Start of EXERCISE INPUTS

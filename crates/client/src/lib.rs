//! Chainswitch Client
//!
//! The JSON-RPC provider stack: HTTP transport, polling block tracker, the
//! swappable proxies long-lived subscribers hold, and the factory that
//! builds `{provider, block_tracker}` pairs for hosted and custom endpoints.

pub mod block_tracker;
pub mod emitter;
pub mod factory;
pub mod provider;
pub mod proxy;
pub mod rpc;

pub use block_tracker::{
	BlockTracker, PollingBlockTracker, ERROR_EVENT, LATEST_EVENT, STARTED_EVENT, STOPPED_EVENT,
};
pub use emitter::{is_internal_event, EventEmitter, Listener, ListenerId};
pub use factory::{
	ClientError, ClientFactory, HttpClientFactory, NetworkClient, NetworkClientSpec,
};
pub use provider::{HttpProvider, Provider, ProviderExt};
pub use proxy::{BlockTrackerProxy, EventFilter, ProviderProxy};
pub use rpc::{BlockHeader, JsonRpcErrorBody, RpcError};
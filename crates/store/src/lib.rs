//! Chainswitch Store
//!
//! Observable single-value stores and the composed read-only aggregate the
//! persistence layer consumes.

pub mod composed;
pub mod observable;

pub use composed::ComposedStore;
pub use observable::ObservableStore;

/// Handle returned from `subscribe` calls.
///
/// Dropping the handle leaves the subscription in place; call
/// [`Subscription::unsubscribe`] to remove it.
pub struct Subscription {
	cancel: Option<Box<dyn FnOnce() + Send>>,
}

impl Subscription {
	pub(crate) fn new(cancel: impl FnOnce() + Send + 'static) -> Self {
		Self {
			cancel: Some(Box::new(cancel)),
		}
	}

	pub fn unsubscribe(mut self) {
		if let Some(cancel) = self.cancel.take() {
			cancel();
		}
	}
}
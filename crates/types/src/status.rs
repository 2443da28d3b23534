//! Network reachability status

use serde::{Deserialize, Serialize};

/// The controller's classification of the most recent probe.
#[derive(Debug, Clone, Copy, Default, PartialEq, Eq, Serialize, Deserialize)]
#[serde(rename_all = "lowercase")]
pub enum NetworkStatus {
	/// The network may or may not be reachable; no probe has concluded.
	#[default]
	Unknown,
	/// The network answered the probe and returned a usable identity.
	Available,
	/// The hosted endpoint refused service for the user's region.
	Blocked,
	/// The network could not be reached.
	Unavailable,
}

End of EXERCISE INPUTS

- **TASK REQUIREMENTS**:
Please print verbatim each line from the first line of the entries above to the line that contains "the factory that", inclusive, and nothing more.

- **EXERCISE SOLUTION**:
filename crates/client/src/lib.rs
//! Chainswitch Client
//!
//! The JSON-RPC provider stack: HTTP transport, polling block tracker, the
//! swappable proxies long-lived subscribers hold, and the factory that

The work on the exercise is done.